[RFC] Fine-grained memory priorities and PI

From: Kyle Moffett <mrmacman_g4@mac.com>
To: "David S. Miller" <davem@davemloft.net>
Cc: sri@us.ibm.com, mpm@selenic.com, ak@suse.de,
	linux-kernel@vger.kernel.org, netdev@vger.kernel.org
Subject: [RFC] Fine-grained memory priorities and PI
Date: Thu, 15 Dec 2005 03:55:53 -0500	[thread overview]
Message-ID: <9E6D85FF-E546-4057-80EF-7479021AFAA1@mac.com> (raw)
In-Reply-To: <20051215.002120.133621586.davem@davemloft.net>

On Dec 15, 2005, at 03:21, David S. Miller wrote:
> Not when we run out, but rather when we reach some low water mark,  
> the "critical sockets" would still use GFP_ATOMIC memory but only  
> "critical sockets" would be allowed to do so.
>
> But even this has faults, consider the IPSEC scenerio I mentioned,  
> and this applies to any kind of encapsulation actually, even simple  
> tunneling examples can be concocted which make the "critical  
> socket" idea fail.
>
> The knee jerk reaction is "mark IPSEC's sockets critical, and mark  
> the tunneling allocations critical, and... and..."  well you have  
> GFP_ATOMIC then my friend.
>
> In short, these "seperate page pool" and "critical socket" ideas do  
> not work and we need a different solution, I'm sorry folks spent so  
> much time on them, but they are heavily flawed.

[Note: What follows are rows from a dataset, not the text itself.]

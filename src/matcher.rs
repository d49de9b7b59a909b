//! Best-effort matching of a required binary version against the versions a
//! public registry actually has.
//!
//! Public packages are versioned independently of the distribution's internal
//! numbering, so exact matches are rare. The matcher walks a fixed list of
//! progressively coarser candidate versions and takes the first one that is
//! published, trading precision for availability.

use anyhow::Result;
use log::{debug, info};

use crate::registry::Registry;

/// A package dependency resolved to a concrete id and version.
///
/// Either another package produced in the same run (pinned to the run's
/// release version) or an externally published package (pinned to whatever
/// version the fallback picked, which may differ from the requested one).
#[derive(Debug, Clone, PartialEq, Eq)]
pub struct ResolvedDependency {
    pub id: String,
    pub version: String,
}

/// A 4-part numeric version required by a binary.
#[derive(Debug, Clone, Copy, PartialEq, Eq)]
pub struct RequiredVersion {
    pub major: u32,
    pub minor: u32,
    pub build: u32,
    pub revision: u32,
}

impl RequiredVersion {
    pub fn new(major: u32, minor: u32, build: u32, revision: u32) -> Self {
        Self {
            major,
            minor,
            build,
            revision,
        }
    }

    fn parts(&self) -> [u32; 4] {
        [self.major, self.minor, self.build, self.revision]
    }
}

impl std::fmt::Display for RequiredVersion {
    fn fmt(&self, f: &mut std::fmt::Formatter<'_>) -> std::fmt::Result {
        write!(
            f,
            "{}.{}.{}.{}",
            self.major, self.minor, self.build, self.revision
        )
    }
}

/// Map a package name to the binary name its version is read from.
///
/// A handful of public packages ship a binary under a different name than the
/// package itself; everything else passes through unchanged.
pub fn resolve_known_alias(package_name: &str) -> String {
    match package_name {
        "Antlr" => "Antlr3.Runtime".to_string(),
        "izenda.ComponentArt.Web.UI" => "ComponentArt.Web.UI".to_string(),
        "Lucene.Net.Contrib" => "Lucene.Net.Contrib.Core".to_string(),
        "mongocsharpdriver" => "MongoDB.Driver".to_string(),
        "Microsoft.AspNet.WebApi" => "System.Web.Http".to_string(),
        "YUICompressor.NET" => "Yahoo.Yui.Compressor".to_string(),
        name if name.starts_with("Microsoft.AspNet.") => {
            name.replace("Microsoft.AspNet.", "System.Web.")
        }
        name => name.to_string(),
    }
}

/// Collapse a build number to its leading digit (30706 becomes 3).
///
/// Compensates for the convention where a build number encodes a finer
/// sub-version whose first digit is the intended compatibility marker.
fn leading_digit(build: u32) -> u32 {
    let mut n = build;
    while n >= 10 {
        n /= 10;
    }
    n
}

/// Parse a published version string into numeric parts; absent parts are 0.
/// Returns `None` for anything non-numeric (e.g. prerelease suffixes).
fn parse_published(version: &str) -> Option<[u32; 4]> {
    let mut parts = [0u32; 4];
    let mut count = 0;
    for piece in version.split('.') {
        if count >= 4 {
            return None;
        }
        parts[count] = piece.parse().ok()?;
        count += 1;
    }
    if count < 2 {
        return None;
    }
    Some(parts)
}

/// Resolves "something compatible with version V of package X" against a
/// public registry.
pub struct PackageMatcher<R: Registry> {
    registry: R,
}

impl<R: Registry> PackageMatcher<R> {
    pub fn new(registry: R) -> Self {
        Self { registry }
    }

    /// Find the closest published version of `name` for `required`.
    ///
    /// Candidates are tried most-specific first: the exact 4-part version,
    /// then (major, minor, build), then (major, minor, leading digit of
    /// build), then (major, minor), then (major). The returned dependency is
    /// pinned to the matched published string, not the requested version.
    /// `None` means nothing usable is published; the miss is logged.
    #[tracing::instrument(skip(self))]
    pub async fn find_package(
        &self,
        name: &str,
        required: RequiredVersion,
    ) -> Result<Option<ResolvedDependency>> {
        let published = self.registry.published_versions(name).await?;
        if published.is_empty() {
            info!("- Package Not Found: {name}");
            return Ok(None);
        }

        // Only the first candidate carries the revision; every fallback
        // zeroes it, so a published revision can pin an exact match ahead
        // of the coarser build-level candidates.
        let candidates = [
            required.parts(),
            [required.major, required.minor, required.build, 0],
            [
                required.major,
                required.minor,
                leading_digit(required.build),
                0,
            ],
            [required.major, required.minor, 0, 0],
            [required.major, 0, 0, 0],
        ];

        for candidate in candidates {
            let matched = published
                .iter()
                .find(|v| parse_published(v) == Some(candidate));
            if let Some(version) = matched {
                debug!("Matched {name} {required} to published {version}");
                return Ok(Some(ResolvedDependency {
                    id: name.to_string(),
                    version: version.clone(),
                }));
            }
        }

        info!("--- Version Not Found: {name}, {required}");
        Ok(None)
    }
}

#[cfg(test)]
mod tests {
    use super::*;
    use crate::registry::MockRegistry;

    fn matcher_with(versions: &[&str]) -> PackageMatcher<MockRegistry> {
        let published: Vec<String> = versions.iter().map(|v| v.to_string()).collect();
        let mut registry = MockRegistry::new();
        registry
            .expect_published_versions()
            .returning(move |_| Ok(published.clone()));
        PackageMatcher::new(registry)
    }

    #[tokio::test]
    async fn test_exact_build_match_wins() {
        let matcher = matcher_with(&["1.2.3.0", "1.2.0.0", "1.0.0.0"]);
        let dep = matcher
            .find_package("Example", RequiredVersion::new(1, 2, 3, 7))
            .await
            .unwrap()
            .unwrap();
        assert_eq!(dep.version, "1.2.3.0");
    }

    #[tokio::test]
    async fn test_exact_revision_match_beats_build_match() {
        let matcher = matcher_with(&["1.2.3.0", "1.2.3.7"]);
        let dep = matcher
            .find_package("Example", RequiredVersion::new(1, 2, 3, 7))
            .await
            .unwrap()
            .unwrap();
        assert_eq!(dep.version, "1.2.3.7");
    }

    #[tokio::test]
    async fn test_leading_digit_fallback() {
        let matcher = matcher_with(&["1.2.3.0"]);
        let dep = matcher
            .find_package("Example", RequiredVersion::new(1, 2, 30706, 0))
            .await
            .unwrap()
            .unwrap();
        assert_eq!(dep.version, "1.2.3.0");
    }

    #[tokio::test]
    async fn test_minor_and_major_fallback() {
        let matcher = matcher_with(&["1.2.0.0"]);
        let dep = matcher
            .find_package("Example", RequiredVersion::new(1, 2, 9, 9))
            .await
            .unwrap()
            .unwrap();
        assert_eq!(dep.version, "1.2.0.0");

        let matcher = matcher_with(&["4.0.0.0"]);
        let dep = matcher
            .find_package("Example", RequiredVersion::new(4, 5, 9, 9))
            .await
            .unwrap()
            .unwrap();
        assert_eq!(dep.version, "4.0.0.0");
    }

    #[tokio::test]
    async fn test_no_match_returns_none() {
        let matcher = matcher_with(&["2.0.0.0"]);
        let result = matcher
            .find_package("Example", RequiredVersion::new(1, 5, 0, 0))
            .await
            .unwrap();
        assert!(result.is_none());
    }

    #[tokio::test]
    async fn test_unknown_package_returns_none() {
        let matcher = matcher_with(&[]);
        let result = matcher
            .find_package("NoSuchPackage", RequiredVersion::new(1, 0, 0, 0))
            .await
            .unwrap();
        assert!(result.is_none());
    }

    #[tokio::test]
    async fn test_matched_published_string_is_kept_verbatim() {
        // Published "1.2.3" (three parts) must round-trip as-is.
        let matcher = matcher_with(&["1.2.3"]);
        let dep = matcher
            .find_package("Example", RequiredVersion::new(1, 2, 3, 5))
            .await
            .unwrap()
            .unwrap();
        assert_eq!(dep.version, "1.2.3");
    }

    #[tokio::test]
    async fn test_prerelease_versions_are_ignored() {
        let matcher = matcher_with(&["1.2.3-beta1", "1.2.0"]);
        let dep = matcher
            .find_package("Example", RequiredVersion::new(1, 2, 3, 0))
            .await
            .unwrap()
            .unwrap();
        assert_eq!(dep.version, "1.2.0");
    }

    #[test]
    fn test_leading_digit() {
        assert_eq!(leading_digit(0), 0);
        assert_eq!(leading_digit(3), 3);
        assert_eq!(leading_digit(30706), 3);
        assert_eq!(leading_digit(99), 9);
    }

    #[test]
    fn test_parse_published() {
        assert_eq!(parse_published("1.2"), Some([1, 2, 0, 0]));
        assert_eq!(parse_published("1.2.3"), Some([1, 2, 3, 0]));
        assert_eq!(parse_published("1.2.3.4"), Some([1, 2, 3, 4]));
        assert_eq!(parse_published("1"), None);
        assert_eq!(parse_published("1.2.3.4.5"), None);
        assert_eq!(parse_published("1.2.3-rc1"), None);
    }

    #[test]
    fn test_resolve_known_alias() {
        assert_eq!(resolve_known_alias("Antlr"), "Antlr3.Runtime");
        assert_eq!(resolve_known_alias("mongocsharpdriver"), "MongoDB.Driver");
        assert_eq!(
            resolve_known_alias("Microsoft.AspNet.WebApi"),
            "System.Web.Http"
        );
        assert_eq!(
            resolve_known_alias("Microsoft.AspNet.Mvc"),
            "System.Web.Mvc"
        );
        assert_eq!(resolve_known_alias("Newtonsoft.Json"), "Newtonsoft.Json");
    }
}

What we really need in the kernel is a more fine-grained memory  
priority system with PI, similar in concept to what's being done to  
the scheduler in some of the RT patchsets.  Currently we have a very  
black-and-white memory subsystem; when we go OOM, we just start  
killing processes until we are no longer OOM.  Perhaps we should have  
some way to pass memory allocation priorities throughout the kernel,  
including a "this request has X priority", "this request will help  
free up X pages of RAM", and "drop while dirty under certain OOM to  
free X memory using this method".

The initial benefit would be that OOM handling would become more  
reliable and less of a special case.  When we start to run low on  
free pages, it might be OK to kill the SETI@home process long before  
we OOM if such action might prevent the OOM.  Likewise, you might be  
able to flag certain file pages as being "less critical", such that  
the kernel can kill a process and drop its dirty pages for files in / 
tmp.  Or the kernel might do a variety of other things just by  
failing new allocations with low priority and forcing existing  
allocations with low priority to go away using preregistered handlers.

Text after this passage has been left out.